Exome-wide association study identifies a TM6SF2 variant that confers susceptibility to nonalcoholic fatty liver disease

Nonalcoholic fatty liver disease (NAFLD) is the most common form of liver disease. To elucidate the molecular basis of NAFLD we performed an exome-wide association study of liver fat content. Three variants were associated with increased liver fat at the exome-wide significance level: two in PNPLA3, an established locus for NAFLD, and one (Glu167Lys) in TM6SF2, a gene of unknown function. The Glu167LysTM6SF2 variant was also associated with higher circulating levels of alanine transaminase, a marker of liver injury, and lower levels of LDL-cholesterol, triglycerides and alkaline phosphatase in 3 independent populations (n>80,000).
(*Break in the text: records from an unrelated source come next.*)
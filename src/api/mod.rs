// ============================================================================
// Module : api
// ============================================================================
// Clients des fournisseurs externes (Yahoo Finance, Finnhub) et les traits
// qu'ils implémentent. Les accesseurs ne connaissent que les traits : les
// tests branchent des faux fournisseurs à la place des clients HTTP.
//
// CONCEPT RUST : async-trait
// - Les méthodes async dans un trait object (Box<dyn ...>) passent par la
//   macro #[async_trait]
// ============================================================================

pub mod finnhub; // Client API Finnhub (company news)
pub mod yahoo;   // Client API Yahoo Finance (chart + quoteSummary)

use anyhow::Result;
use async_trait::async_trait;
use chrono::NaiveDate;
use serde::Deserialize;

use crate::models::{CompanyInfo, LookbackWindow, PriceSeries};

pub use finnhub::FinnhubClient;
pub use yahoo::YahooClient;

/// Fournisseur de données de marché
///
/// Les erreurs remontent ici ; c'est l'accesseur qui les transforme en
/// résultat vide.
#[async_trait]
pub trait MarketDataProvider: Send + Sync {
    /// Fiche société
    async fn company_info(&self, symbol: &str) -> Result<CompanyInfo>;

    /// Historique de prix sur la fenêtre demandée
    async fn price_history(&self, symbol: &str, window: LookbackWindow) -> Result<PriceSeries>;
}

/// Paramètres d'une requête de news
#[derive(Debug, Clone, PartialEq, Eq)]
pub struct NewsRequest {
    pub symbol: String,
    pub from: NaiveDate,
    pub to: NaiveDate,
    pub token: String,
}

/// Article tel que renvoyé par le fournisseur, avant filtrage
#[derive(Debug, Clone, Default, PartialEq, Eq, Deserialize)]
pub struct RawNewsItem {
    #[serde(default)]
    pub headline: Option<String>,
    #[serde(default)]
    pub url: Option<String>,
    #[serde(default)]
    pub source: Option<String>,
    #[serde(default)]
    pub datetime: Option<i64>,
}

/// Fournisseur de news
#[async_trait]
pub trait NewsProvider: Send + Sync {
    async fn company_news(&self, request: &NewsRequest) -> Result<Vec<RawNewsItem>>;
}
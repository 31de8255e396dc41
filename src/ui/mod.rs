// ============================================================================
// Module : ui
// ============================================================================
// Interface terminal : événements clavier, dashboard, graphiques
// ============================================================================

pub mod chart;     // Graphique ligne + repli sparkline
pub mod dashboard; // Header, panneau de contrôle, section ticker, footer
pub mod events;    // Gestion des événements clavier

// Re-exports pour simplifier les imports
pub use dashboard::render;
pub use events::{Event, EventHandler};
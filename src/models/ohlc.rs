// ============================================================================
// Structures : OHLC et PriceSeries
// ============================================================================
// Une ligne d'historique de prix (Open, High, Low, Close, Volume) et la série
// ordonnée de ces lignes pour un ticker et une fenêtre de temps.
//
// CONCEPTS RUST :
// 1. DateTime<Utc> : type de chrono pour dates avec timezone UTC
// 2. f64 : floating point 64 bits pour les prix
// 3. Enum + FromStr : convertir le texte de l'utilisateur ("1mo") en type fort
// ============================================================================

use std::fmt;
use std::str::FromStr;

use chrono::{DateTime, Utc};
use serde::{Deserialize, Serialize};
use thiserror::Error;

/// Fenêtre d'historique demandée au fournisseur de données
///
/// CONCEPT : ensemble fermé de périodes
/// - Les 7 premières sont sélectionnables par l'utilisateur
/// - FiveDays sert uniquement au calcul de la variation journalière
#[derive(Debug, Clone, Copy, PartialEq, Eq, Hash, Serialize, Deserialize)]
pub enum LookbackWindow {
    /// 5 jours (usage interne : variation journalière)
    FiveDays,
    /// 1 mois
    OneMonth,
    /// 3 mois
    ThreeMonths,
    /// 6 mois
    SixMonths,
    /// 1 an
    OneYear,
    /// 2 ans
    TwoYears,
    /// 5 ans
    FiveYears,
    /// Tout l'historique disponible
    Max,
}

/// Ordre d'affichage du sélecteur de fenêtre
const SELECTABLE: [LookbackWindow; 7] = [
    LookbackWindow::OneMonth,
    LookbackWindow::ThreeMonths,
    LookbackWindow::SixMonths,
    LookbackWindow::OneYear,
    LookbackWindow::TwoYears,
    LookbackWindow::FiveYears,
    LookbackWindow::Max,
];

impl LookbackWindow {
    /// Valeur du paramètre `range` de l'API chart de Yahoo Finance
    ///
    /// CONCEPT RUST : &'static str
    /// - Retourne une string littérale (dans le binaire)
    /// - Pas d'allocation
    pub fn to_yahoo_range(&self) -> &'static str {
        match self {
            LookbackWindow::FiveDays => "5d",
            LookbackWindow::OneMonth => "1mo",
            LookbackWindow::ThreeMonths => "3mo",
            LookbackWindow::SixMonths => "6mo",
            LookbackWindow::OneYear => "1y",
            LookbackWindow::TwoYears => "2y",
            LookbackWindow::FiveYears => "5y",
            LookbackWindow::Max => "max",
        }
    }

    /// Label court pour l'affichage (identique au code Yahoo)
    pub fn label(&self) -> &'static str {
        self.to_yahoo_range()
    }

    /// Fenêtres proposées à l'utilisateur, dans l'ordre du sélecteur
    pub fn selectable() -> &'static [LookbackWindow] {
        &SELECTABLE
    }

    /// Fenêtre suivante dans le sélecteur (cycle)
    ///
    /// FiveDays n'étant pas sélectionnable, il revient sur la première.
    pub fn next(&self) -> LookbackWindow {
        match SELECTABLE.iter().position(|w| w == self) {
            Some(i) => SELECTABLE[(i + 1) % SELECTABLE.len()],
            None => SELECTABLE[0],
        }
    }

    /// Fenêtre précédente dans le sélecteur (cycle)
    pub fn previous(&self) -> LookbackWindow {
        match SELECTABLE.iter().position(|w| w == self) {
            Some(0) | None => SELECTABLE[SELECTABLE.len() - 1],
            Some(i) => SELECTABLE[i - 1],
        }
    }
}

impl Default for LookbackWindow {
    /// Premier choix du sélecteur : 1 mois
    fn default() -> Self {
        LookbackWindow::OneMonth
    }
}

impl fmt::Display for LookbackWindow {
    fn fmt(&self, f: &mut fmt::Formatter<'_>) -> fmt::Result {
        f.write_str(self.label())
    }
}

/// Texte de fenêtre non reconnu
#[derive(Debug, Clone, PartialEq, Eq, Error)]
#[error("unknown lookback window {0:?} (expected one of 1mo, 3mo, 6mo, 1y, 2y, 5y, max)")]
pub struct ParseWindowError(pub String);

impl FromStr for LookbackWindow {
    type Err = ParseWindowError;

    /// Seules les fenêtres du sélecteur sont acceptées : "5d" reste interne
    fn from_str(s: &str) -> Result<Self, Self::Err> {
        let wanted = s.trim().to_ascii_lowercase();
        LookbackWindow::selectable()
            .iter()
            .copied()
            .find(|w| w.label() == wanted)
            .ok_or_else(|| ParseWindowError(s.to_string()))
    }
}

/// Une ligne d'historique (une séance)
#[derive(Debug, Clone, PartialEq, Serialize, Deserialize)]
pub struct OHLC {
    /// Timestamp de la séance
    pub timestamp: DateTime<Utc>,

    /// Prix d'ouverture (Open)
    pub open: f64,

    /// Prix le plus haut (High)
    pub high: f64,

    /// Prix le plus bas (Low)
    pub low: f64,

    /// Prix de clôture (Close)
    pub close: f64,

    /// Volume échangé
    pub volume: u64,
}

impl OHLC {
    /// Constructeur : crée une nouvelle ligne OHLC
    pub fn new(
        timestamp: DateTime<Utc>,
        open: f64,
        high: f64,
        low: f64,
        close: f64,
        volume: u64,
    ) -> Self {
        Self {
            timestamp,
            open,
            high,
            low,
            close,
            volume,
        }
    }

    /// Vrai si les quatre prix sont des nombres finis
    pub fn is_finite(&self) -> bool {
        self.open.is_finite() && self.high.is_finite() && self.low.is_finite() && self.close.is_finite()
    }
}

/// Variation entre les deux dernières clôtures
#[derive(Debug, Clone, Copy, PartialEq)]
pub struct DailyChange {
    /// close[dernier] - close[avant-dernier]
    pub change: f64,
    /// change / close[avant-dernier] * 100
    pub percent: f64,
}

/// Historique de prix d'un ticker, trié par timestamp croissant
///
/// Une série vide est un état valide : "pas de données".
#[derive(Debug, Clone, PartialEq, Serialize, Deserialize)]
pub struct PriceSeries {
    /// Symbole du ticker
    pub symbol: String,

    /// Fenêtre demandée
    pub window: LookbackWindow,

    /// Lignes, triées par timestamp croissant
    pub rows: Vec<OHLC>,
}

impl PriceSeries {
    /// Crée une série vide
    pub fn new(symbol: String, window: LookbackWindow) -> Self {
        Self {
            symbol,
            window,
            rows: Vec::new(),
        }
    }

    /// Série vide : résultat de repli des accesseurs
    pub fn empty(symbol: &str, window: LookbackWindow) -> Self {
        Self::new(symbol.to_string(), window)
    }

    /// Ajoute une ligne
    pub fn push(&mut self, row: OHLC) {
        self.rows.push(row);
    }

    /// Retourne le nombre de lignes
    pub fn len(&self) -> usize {
        self.rows.len()
    }

    /// Vérifie si la série est vide
    pub fn is_empty(&self) -> bool {
        self.rows.is_empty()
    }

    /// Retourne la ligne la plus récente
    pub fn last(&self) -> Option<&OHLC> {
        self.rows.last()
    }

    /// Prix de clôture, dans l'ordre
    pub fn closes(&self) -> impl Iterator<Item = f64> + '_ {
        self.rows.iter().map(|r| r.close)
    }

    /// Calcule le prix minimum (low) sur toute la période
    pub fn min_price(&self) -> Option<f64> {
        self.rows.iter().map(|r| r.low).reduce(f64::min)
    }

    /// Calcule le prix maximum (high) sur toute la période
    pub fn max_price(&self) -> Option<f64> {
        self.rows.iter().map(|r| r.high).reduce(f64::max)
    }

    /// Vrai si les timestamps sont strictement croissants
    pub fn is_ascending(&self) -> bool {
        self.rows.windows(2).all(|w| w[0].timestamp < w[1].timestamp)
    }

    /// Variation entre les deux dernières clôtures
    ///
    /// None tant que la série a moins de 2 lignes. Le pourcentage peut être
    /// non fini si l'avant-dernière clôture vaut 0 : c'est à l'appelant de le
    /// vérifier.
    pub fn daily_change(&self) -> Option<DailyChange> {
        let [.., previous, last] = self.rows.as_slice() else {
            return None;
        };
        let change = last.close - previous.close;
        Some(DailyChange {
            change,
            percent: change / previous.close * 100.0,
        })
    }
}

// ============================================================================
// Tests unitaires
// ============================================================================

#[cfg(test)]
mod tests {
    use super::*;
    use chrono::{Duration, TimeZone};

    fn series(closes: &[f64]) -> PriceSeries {
        let start = Utc.with_ymd_and_hms(2024, 3, 1, 14, 30, 0).unwrap();
        let mut data = PriceSeries::new("AAPL".to_string(), LookbackWindow::FiveDays);
        for (i, &close) in closes.iter().enumerate() {
            data.push(OHLC::new(start + Duration::days(i as i64), close, close, close, close, 1000));
        }
        data
    }

    #[test]
    fn test_window_parse() {
        assert_eq!("1mo".parse::<LookbackWindow>(), Ok(LookbackWindow::OneMonth));
        assert_eq!(" MAX ".parse::<LookbackWindow>(), Ok(LookbackWindow::Max));
        assert!("10y".parse::<LookbackWindow>().is_err());
        assert_eq!(
            "5d".parse::<LookbackWindow>(),
            Err(ParseWindowError("5d".to_string()))
        );
    }

    #[test]
    fn test_window_yahoo_range() {
        assert_eq!(LookbackWindow::FiveDays.to_yahoo_range(), "5d");
        assert_eq!(LookbackWindow::OneYear.to_yahoo_range(), "1y");
        assert_eq!(LookbackWindow::Max.to_yahoo_range(), "max");
    }

    #[test]
    fn test_window_cycle() {
        assert_eq!(LookbackWindow::OneMonth.next(), LookbackWindow::ThreeMonths);
        assert_eq!(LookbackWindow::Max.next(), LookbackWindow::OneMonth); // Boucle
        assert_eq!(LookbackWindow::OneMonth.previous(), LookbackWindow::Max);
        assert_eq!(LookbackWindow::FiveDays.next(), LookbackWindow::OneMonth);
        assert!(!LookbackWindow::selectable().contains(&LookbackWindow::FiveDays));
    }

    #[test]
    fn test_daily_change_needs_two_rows() {
        assert!(series(&[]).daily_change().is_none());
        assert!(series(&[100.0]).daily_change().is_none());
    }

    #[test]
    fn test_daily_change_last_two_closes() {
        let change = series(&[90.0, 100.0, 105.0]).daily_change().unwrap();
        assert_eq!(change.change, 5.0);
        assert_eq!(change.percent, 5.0);
    }

    #[test]
    fn test_daily_change_over_zero_close_is_not_finite() {
        let change = series(&[0.0, 1.0]).daily_change().unwrap();
        assert!(!change.percent.is_finite());
    }

    #[test]
    fn test_min_max_and_order() {
        let data = series(&[3.0, 1.0, 2.0]);
        assert_eq!(data.min_price(), Some(1.0));
        assert_eq!(data.max_price(), Some(3.0));
        assert!(data.is_ascending());

        let mut reversed = data.clone();
        reversed.rows.reverse();
        assert!(!reversed.is_ascending());
    }
}
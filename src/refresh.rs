// ============================================================================
// Contrôleur de rafraîchissement
// ============================================================================
// Décide, à chaque passe de rendu, si l'intervalle de rafraîchissement est
// écoulé. Il ne relance rien lui-même : il répond Due et la boucle
// d'événements démarre une nouvelle passe du pipeline.
//
// CONCEPT : State machine à deux états
// - Idle : intervalle pas encore écoulé, rien à faire
// - Due  : intervalle écoulé, last_refresh remis à maintenant
// ============================================================================

use chrono::{DateTime, Duration, Utc};
use tracing::debug;

/// Bornes de l'intervalle (secondes)
pub const MIN_REFRESH_SECS: u64 = 10;
pub const MAX_REFRESH_SECS: u64 = 300;
pub const DEFAULT_REFRESH_SECS: u64 = 60;

/// Intervalle de rafraîchissement, toujours dans [10, 300] secondes
#[derive(Debug, Clone, Copy, PartialEq, Eq)]
pub struct RefreshInterval(u64);

impl RefreshInterval {
    /// Crée un intervalle ; les valeurs hors bornes sont ramenées dans [10, 300]
    pub fn new(secs: u64) -> Self {
        Self(secs.clamp(MIN_REFRESH_SECS, MAX_REFRESH_SECS))
    }

    pub fn secs(&self) -> u64 {
        self.0
    }

    pub fn as_duration(&self) -> Duration {
        Duration::seconds(self.0 as i64)
    }

    /// Ajoute (ou retire) des secondes, en restant dans les bornes
    pub fn step(&self, delta: i64) -> Self {
        Self::new(self.0.saturating_add_signed(delta))
    }
}

impl Default for RefreshInterval {
    fn default() -> Self {
        Self(DEFAULT_REFRESH_SECS)
    }
}

/// Résultat d'une passe de rendu
#[derive(Debug, Clone, Copy, PartialEq, Eq)]
pub enum RefreshState {
    /// Intervalle pas encore écoulé
    Idle,
    /// Intervalle écoulé : une nouvelle passe du pipeline est demandée
    Due,
}

/// État de rafraîchissement de la session
#[derive(Debug, Clone)]
pub struct RefreshController {
    interval: RefreshInterval,
    last_refresh: Option<DateTime<Utc>>,
}

impl RefreshController {
    pub fn new(interval: RefreshInterval) -> Self {
        Self {
            interval,
            last_refresh: None,
        }
    }

    /// À appeler à chaque passe de rendu
    ///
    /// - Première passe : last_refresh = now, Idle
    /// - now - last_refresh > intervalle : last_refresh = now, Due
    /// - sinon : Idle, rien ne change
    pub fn on_render_pass(&mut self, now: DateTime<Utc>) -> RefreshState {
        let Some(last) = self.last_refresh else {
            self.last_refresh = Some(now);
            return RefreshState::Idle;
        };

        if now - last > self.interval.as_duration() {
            debug!(elapsed_secs = (now - last).num_seconds(), interval = self.interval.secs(), "Refresh due");
            self.last_refresh = Some(now);
            RefreshState::Due
        } else {
            RefreshState::Idle
        }
    }

    pub fn set_interval(&mut self, interval: RefreshInterval) {
        self.interval = interval;
    }

    /// Temps restant avant la prochaine passe Due (compte à rebours de l'en-tête)
    pub fn remaining(&self, now: DateTime<Utc>) -> Option<Duration> {
        let last = self.last_refresh?;
        let remaining = self.interval.as_duration() - (now - last);
        Some(remaining.max(Duration::zero()))
    }
}

impl Default for RefreshController {
    fn default() -> Self {
        Self::new(RefreshInterval::default())
    }
}

// ============================================================================
// Tests unitaires
// ============================================================================

#[cfg(test)]
mod tests {
    use super::*;
    use chrono::TimeZone;

    fn t0() -> DateTime<Utc> {
        Utc.with_ymd_and_hms(2024, 3, 1, 9, 0, 0).unwrap()
    }

    #[test]
    fn test_interval_clamped() {
        assert_eq!(RefreshInterval::new(5).secs(), 10);
        assert_eq!(RefreshInterval::new(1000).secs(), 300);
        assert_eq!(RefreshInterval::default().secs(), 60);
        assert_eq!(RefreshInterval::new(10).step(-10).secs(), 10);
        assert_eq!(RefreshInterval::new(60).step(10).secs(), 70);
    }

    #[test]
    fn test_first_pass_initializes() {
        let mut controller = RefreshController::default();
        assert_eq!(controller.on_render_pass(t0()), RefreshState::Idle);
        assert_eq!(controller.last_refresh, Some(t0()));
    }

    #[test]
    fn test_due_after_61_seconds() {
        let mut controller = RefreshController::new(RefreshInterval::new(60));
        controller.on_render_pass(t0());

        let now = t0() + Duration::seconds(61);
        assert_eq!(controller.on_render_pass(now), RefreshState::Due);
        assert_eq!(controller.last_refresh, Some(now));
    }

    #[test]
    fn test_idle_at_59_seconds() {
        let mut controller = RefreshController::new(RefreshInterval::new(60));
        controller.on_render_pass(t0());

        let now = t0() + Duration::seconds(59);
        assert_eq!(controller.on_render_pass(now), RefreshState::Idle);
        assert_eq!(controller.last_refresh, Some(t0()));
    }

    #[test]
    fn test_exactly_interval_is_idle() {
        let mut controller = RefreshController::new(RefreshInterval::new(60));
        controller.on_render_pass(t0());
        assert_eq!(
            controller.on_render_pass(t0() + Duration::seconds(60)),
            RefreshState::Idle
        );
    }

    #[test]
    fn test_remaining() {
        let mut controller = RefreshController::new(RefreshInterval::new(60));
        assert_eq!(controller.remaining(t0()), None);

        controller.on_render_pass(t0());
        assert_eq!(controller.remaining(t0() + Duration::seconds(20)), Some(Duration::seconds(40)));
        assert_eq!(controller.remaining(t0() + Duration::seconds(90)), Some(Duration::zero()));
    }
}
// ============================================================================
// Structure : NewsItem
// ============================================================================
// Article de presse lié à un ticker. Seuls les articles avec un titre ET une
// URL arrivent jusqu'ici : l'accesseur de news filtre le reste.
// ============================================================================

use chrono::{DateTime, Local};
use serde::{Deserialize, Serialize};

/// Source affichée quand le fournisseur n'en donne pas
pub const UNKNOWN_SOURCE: &str = "Unknown";

/// Un article de presse
#[derive(Debug, Clone, PartialEq, Eq, Serialize, Deserialize)]
pub struct NewsItem {
    /// Titre de l'article
    pub headline: String,

    /// Lien vers l'article
    pub url: String,

    /// Éditeur (ex: "Reuters")
    pub source: Option<String>,

    /// Date de publication (timestamp Unix, secondes)
    pub published_at: i64,
}

impl NewsItem {
    /// Source ou "Unknown"
    pub fn source_label(&self) -> &str {
        self.source.as_deref().unwrap_or(UNKNOWN_SOURCE)
    }

    /// Date de publication au format "Mar 05, 2024", en heure locale
    pub fn published_label(&self) -> String {
        DateTime::from_timestamp(self.published_at, 0)
            .unwrap_or_default()
            .with_timezone(&Local)
            .format("%b %d, %Y")
            .to_string()
    }
}

#[cfg(test)]
mod tests {
    use super::*;

    fn item(source: Option<&str>, published_at: i64) -> NewsItem {
        NewsItem {
            headline: "Apple ships".to_string(),
            url: "https://example.com/a".to_string(),
            source: source.map(str::to_string),
            published_at,
        }
    }

    #[test]
    fn test_source_label() {
        assert_eq!(item(Some("Reuters"), 0).source_label(), "Reuters");
        assert_eq!(item(None, 0).source_label(), "Unknown");
    }

    #[test]
    fn test_published_label() {
        // 2024-03-05 12:00:00 UTC : même jour calendaire pour tout fuseau de -11h à +11h
        assert_eq!(item(None, 1_709_640_000).published_label(), "Mar 05, 2024");
    }
}
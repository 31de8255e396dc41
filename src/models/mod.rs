// ============================================================================
// Module : models
// ============================================================================
// Ce module contient toutes les structures de données de l'application
// ============================================================================

pub mod company; // Fiche société (prix, capitalisation, 52 semaines, description)
pub mod news;    // Articles de presse
pub mod ohlc;    // Historique de prix et fenêtres de temps
pub mod ticker;  // Symboles et découpage de la liste saisie

// Re-export des structures principales pour simplifier les imports
// Au lieu de : use cyberquotes::models::ticker::TickerSymbol;
// On peut faire : use cyberquotes::models::TickerSymbol;
pub use company::{format_thousands, CompanyInfo, NOT_AVAILABLE};
pub use news::NewsItem;
pub use ohlc::{DailyChange, LookbackWindow, ParseWindowError, PriceSeries, OHLC};
pub use ticker::{parse_ticker_list, TickerEntry, TickerListOptions, TickerSymbol};
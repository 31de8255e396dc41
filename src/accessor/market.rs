// ============================================================================
// Accesseur : données de marché
// ============================================================================
// fetch_info(symbol)            -> Arc<CompanyInfo>   (vide en cas d'échec)
// fetch_history(symbol, window) -> Arc<PriceSeries>   (vide en cas d'échec)
//
// Les deux sont mémoïsés 1 heure : deux appels identiques dans le TTL
// retournent le même Arc sans rappeler le fournisseur.
// ============================================================================

use std::sync::Arc;

use chrono::Duration;
use tracing::{instrument, warn};

use crate::api::MarketDataProvider;
use crate::cache::{Clock, TtlCache};
use crate::models::{CompanyInfo, LookbackWindow, PriceSeries};

/// TTL des données de marché (secondes)
pub const MARKET_DATA_TTL_SECS: i64 = 3600;

pub struct MarketDataAccessor {
    provider: Box<dyn MarketDataProvider>,
    info_cache: TtlCache<String, CompanyInfo>,
    history_cache: TtlCache<(String, LookbackWindow), PriceSeries>,
}

impl MarketDataAccessor {
    pub fn new(provider: Box<dyn MarketDataProvider>, clock: Arc<dyn Clock>) -> Self {
        Self {
            provider,
            info_cache: TtlCache::new(Arc::clone(&clock)),
            history_cache: TtlCache::new(clock),
        }
    }

    /// Fiche société ; CompanyInfo vide si le fournisseur échoue
    #[instrument(skip(self))]
    pub async fn fetch_info(&mut self, symbol: &str) -> Arc<CompanyInfo> {
        let provider = &self.provider;
        self.info_cache
            .get_or_compute(symbol.to_string(), ttl(), || async move {
                provider.company_info(symbol).await.unwrap_or_else(|e| {
                    warn!(error = ?e, "Company info unavailable, using empty record");
                    CompanyInfo::default()
                })
            })
            .await
    }

    /// Historique de prix ; série vide si le fournisseur échoue
    #[instrument(skip(self, window), fields(window = %window))]
    pub async fn fetch_history(&mut self, symbol: &str, window: LookbackWindow) -> Arc<PriceSeries> {
        let provider = &self.provider;
        self.history_cache
            .get_or_compute((symbol.to_string(), window), ttl(), || async move {
                provider.price_history(symbol, window).await.unwrap_or_else(|e| {
                    warn!(error = ?e, "Price history unavailable, using empty series");
                    PriceSeries::empty(symbol, window)
                })
            })
            .await
    }
}

fn ttl() -> Duration {
    Duration::seconds(MARKET_DATA_TTL_SECS)
}

// ============================================================================
// Tests unitaires
// ============================================================================
// ============================================================================
// Tests unitaires
// ============================================================================

#[cfg(test)]
mod tests {
    use super::*;

    #[test]
    fn test_build_chart_url() {
        let url = build_chart_url("AAPL", LookbackWindow::OneMonth);
        assert!(url.contains("/AAPL?"));
        assert!(url.contains("range=1mo"));
        assert!(url.contains("interval=1d"));
        assert!(url.contains("yahoo.com"));
    }

    #[test]
    fn test_build_quote_summary_url() {
        let url = build_quote_summary_url("TSLA", "abc123");
        assert!(url.contains("/TSLA?"));
        assert!(url.contains("crumb=abc123"));
        assert!(url.contains("summaryProfile"));
    }

    #[test]
    fn test_parse_chart_skips_incomplete_rows() {
        let body: ChartResponse = serde_json::from_str(
            r#"{"chart":{"result":[{"meta":{"symbol":"AAPL"},
                "timestamp":[1709301600,1709560800,1709647200],
                "indicators":{"quote":[{
                    "open":[178.0,null,175.0],
                    "high":[180.0,177.0,176.0],
                    "low":[177.0,174.0,173.0],
                    "close":[179.6,175.1,170.1],
                    "volume":[73000000,81000000,null]}]}}],"error":null}}"#,
        )
        .unwrap();

        let series = parse_chart_response(body, "AAPL", LookbackWindow::FiveDays).unwrap();
        assert_eq!(series.len(), 2);
        assert_eq!(series.rows[0].close, 179.6);
        assert_eq!(series.rows[1].volume, 0);
        assert!(series.is_ascending());
    }

    #[test]
    fn test_parse_chart_without_timestamps_is_empty() {
        let body: ChartResponse = serde_json::from_str(
            r#"{"chart":{"result":[{"meta":{},"indicators":{"quote":[{}]}}],"error":null}}"#,
        )
        .unwrap();

        let series = parse_chart_response(body, "AAPL", LookbackWindow::OneMonth).unwrap();
        assert!(series.is_empty());
    }

    #[test]
    fn test_parse_chart_unknown_symbol_is_error() {
        let body: ChartResponse = serde_json::from_str(
            r#"{"chart":{"result":null,"error":{"code":"Not Found","description":"No data found, symbol may be delisted"}}}"#,
        )
        .unwrap();

        assert!(parse_chart_response(body, "ZZZINVALID", LookbackWindow::OneMonth).is_err());
    }

    #[test]
    fn test_parse_quote_summary() {
        let body: QuoteSummaryResponse = serde_json::from_str(
            r#"{"quoteSummary":{"result":[{
                "price":{"longName":"Apple Inc.","shortName":"Apple","regularMarketPrice":{"raw":189.5,"fmt":"189.50"},"marketCap":{"raw":2950000000000.0}},
                "summaryDetail":{"fiftyTwoWeekHigh":{"raw":199.62},"fiftyTwoWeekLow":{"raw":164.08}},
                "financialData":{"currentPrice":{}},
                "summaryProfile":{"longBusinessSummary":"Apple designs phones."}
            }],"error":null}}"#,
        )
        .unwrap();

        let info = parse_quote_summary(body).unwrap();
        assert_eq!(info.long_name.as_deref(), Some("Apple Inc."));
        assert_eq!(info.current_price, None);
        assert_eq!(info.price(), Some(189.5));
        assert_eq!(info.market_cap, Some(2_950_000_000_000.0));
        assert_eq!(info.fifty_two_week_range(), Some((199.62, 164.08)));
        assert_eq!(info.summary(), Some("Apple designs phones."));
    }

    #[test]
    fn test_parse_quote_summary_error() {
        let body: QuoteSummaryResponse = serde_json::from_str(
            r#"{"quoteSummary":{"result":null,"error":{"code":"Not Found","description":"Quote not found"}}}"#,
        )
        .unwrap();

        assert!(parse_quote_summary(body).is_err());
    }
}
Recombinant Glu167LysTM6SF2 produced 50% less protein than wild-type TM6SF2 when expressed in cultured hepatocytes. Adeno-associated virus-mediated shRNA knockdown of Tm6sf2 in mice increased liver triglyceride content 3-fold and decreased VLDL secretion by 50%. Taken together, these data indicate that TM6SF2 activity is required for normal VLDL secretion, and that impaired TM6SF2 function causally contributes to NAFLD.